The concept of Code Poetry arose for me when I swapped some poems with Theo Chiotis, many years ago. While we were back and forthing, Theo edited and published an anthology of work from Greece and the Greek diaspora (including a piece by me): Futures:Poetry of the Greek Crisis. We discussed the anthology back in August 2016 at the Poetry Library and, if you listen to Tom Chiver’s intro, you’ll hear mention of Code Poetry, but – horror of horrors! – the panel never discusses Code Poetry!

To prevent the spread of this logical black hole, herein: the gap plugger. This article carries the pretence of offering you everything you need to know about Code Poetry, but were afraid to ask, sufficiently thrown about the digi-room like two dogs playing squash with a kitten until you’re too frightened to ask more questions, in case it goes all grid-shaped right through the racket.

To begin, the codepoem (look! it’s become a compound noun!) by Theo which triggered the discussion. Then a piece by me, referenced in my first email. Then the discussion in two parts. Then, to close, a final codepoem by Theo (in Greek, no translation) with procedurally generated spheres.

What is CodePoetry? Answers on a postcard, to the unusual address. Or keep reading.
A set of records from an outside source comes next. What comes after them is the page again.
//! Query pipeline: locate, search with a bounded retry, order, navigate.

use std::collections::HashSet;

use wander_core::{
    AppConfig, LocationProvider, LocationRecord, RawVenue, SearchParams, SuggestError,
    VenueSearchProvider, DEFAULT_LIMIT, DEFAULT_RADIUS_METERS,
};

use crate::navigator::Navigator;
use crate::ordering::{order_suggestions, DEFAULT_SMOOTHING};
use crate::session::SuggestionSession;

const DEFAULT_SEARCH_ATTEMPTS: u32 = 3;

/// Tunables for one query.
#[derive(Debug, Clone, PartialEq)]
pub struct QueryOptions {
    pub radius_meters: u32,
    pub limit: u32,
    pub smoothing: f64,
    /// Total search attempts while the provider returns nothing usable.
    pub search_attempts: u32,
}

impl Default for QueryOptions {
    fn default() -> Self {
        Self {
            radius_meters: DEFAULT_RADIUS_METERS,
            limit: DEFAULT_LIMIT,
            smoothing: DEFAULT_SMOOTHING,
            search_attempts: DEFAULT_SEARCH_ATTEMPTS,
        }
    }
}

impl QueryOptions {
    #[must_use]
    pub fn from_config(config: &AppConfig) -> Self {
        Self {
            radius_meters: config.search_radius_meters,
            limit: config.search_limit,
            smoothing: config.smoothing,
            search_attempts: config.search_attempts,
        }
    }

    fn search_params(&self, query: &str) -> SearchParams {
        SearchParams::new(query)
            .with_radius(self.radius_meters)
            .with_limit(self.limit)
    }
}

/// Outcome of a successful query.
#[derive(Debug, Clone)]
pub struct Suggestions {
    pub location: LocationRecord,
    /// Search results in provider order, duplicates removed.
    pub raw_venues: Vec<RawVenue>,
    pub session: SuggestionSession,
}

/// Runs a full query from the device's current location.
///
/// # Errors
///
/// - [`SuggestError::QuotaExceeded`] / [`SuggestError::Timeout`] from any
///   provider, immediately.
/// - [`SuggestError::ProviderUnavailable`] if the location lookup fails.
/// - [`SuggestError::NoResults`] if every search attempt came back empty.
pub async fn run_query(
    locator: &dyn LocationProvider,
    search: &dyn VenueSearchProvider,
    query: &str,
    options: &QueryOptions,
) -> Result<Suggestions, SuggestError> {
    let location = locator.lookup_location().await.inspect_err(|e| {
        tracing::warn!(error = %e, "location lookup failed");
    })?;
    suggest_near(location, search, query, options).await
}

/// Runs a query around an already known location.
///
/// # Errors
///
/// Same as [`run_query`], minus the location lookup.
pub async fn suggest_near(
    location: LocationRecord,
    search: &dyn VenueSearchProvider,
    query: &str,
    options: &QueryOptions,
) -> Result<Suggestions, SuggestError> {
    let params = options.search_params(query);
    let mut raw_venues =
        search_with_retry(search, &location, &params, options.search_attempts).await?;

    let mut seen = HashSet::new();
    raw_venues.retain(|v| seen.insert(v.id.clone()));

    let reference = location.coordinates();
    let ordered = order_suggestions(raw_venues.clone(), reference, options.smoothing);
    let navigator = Navigator::start(ordered)?;
    tracing::info!(
        query,
        venues = navigator.total(),
        city = %location.city,
        "suggestions ready"
    );

    Ok(Suggestions {
        location,
        raw_venues,
        session: SuggestionSession::new(query, reference, navigator),
    })
}

/// Searches up to `attempts` times, retrying only while the provider returns
/// no venues or is unavailable.
///
/// # Errors
///
/// Quota and timeout errors are returned on the first occurrence. Returns
/// [`SuggestError::NoResults`] once the attempts are used up.
pub async fn search_with_retry(
    search: &dyn VenueSearchProvider,
    location: &LocationRecord,
    params: &SearchParams,
    attempts: u32,
) -> Result<Vec<RawVenue>, SuggestError> {
    let attempts = attempts.max(1);
    for attempt in 1..=attempts {
        match search.search_venues(location, params).await {
            Ok(venues) if !venues.is_empty() => return Ok(venues),
            Ok(_) => {
                tracing::info!(
                    attempt,
                    attempts,
                    query = %params.query,
                    "search returned no venues"
                );
            }
            Err(e) if e.is_retry_later() => {
                tracing::warn!(error = %e, query = %params.query, "search aborted");
                return Err(e);
            }
            Err(e) => {
                tracing::warn!(
                    attempt,
                    attempts,
                    error = %e,
                    query = %params.query,
                    "search provider unavailable, treating as empty"
                );
            }
        }
    }
    Err(SuggestError::NoResults)
}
* Feel free to take scissors, cut out this last, clunky, overstretched sentence from your screen and replace it with whatever phrase you prefer to use to describe late capitalism’s self-immolation. G&P accepts no responsibility for your attempt to cut out a piece of your computer screen whatsoever, but will be grateful, should your attempt succeed and you not be horribly electrocuted by the process, for the loss of your readership.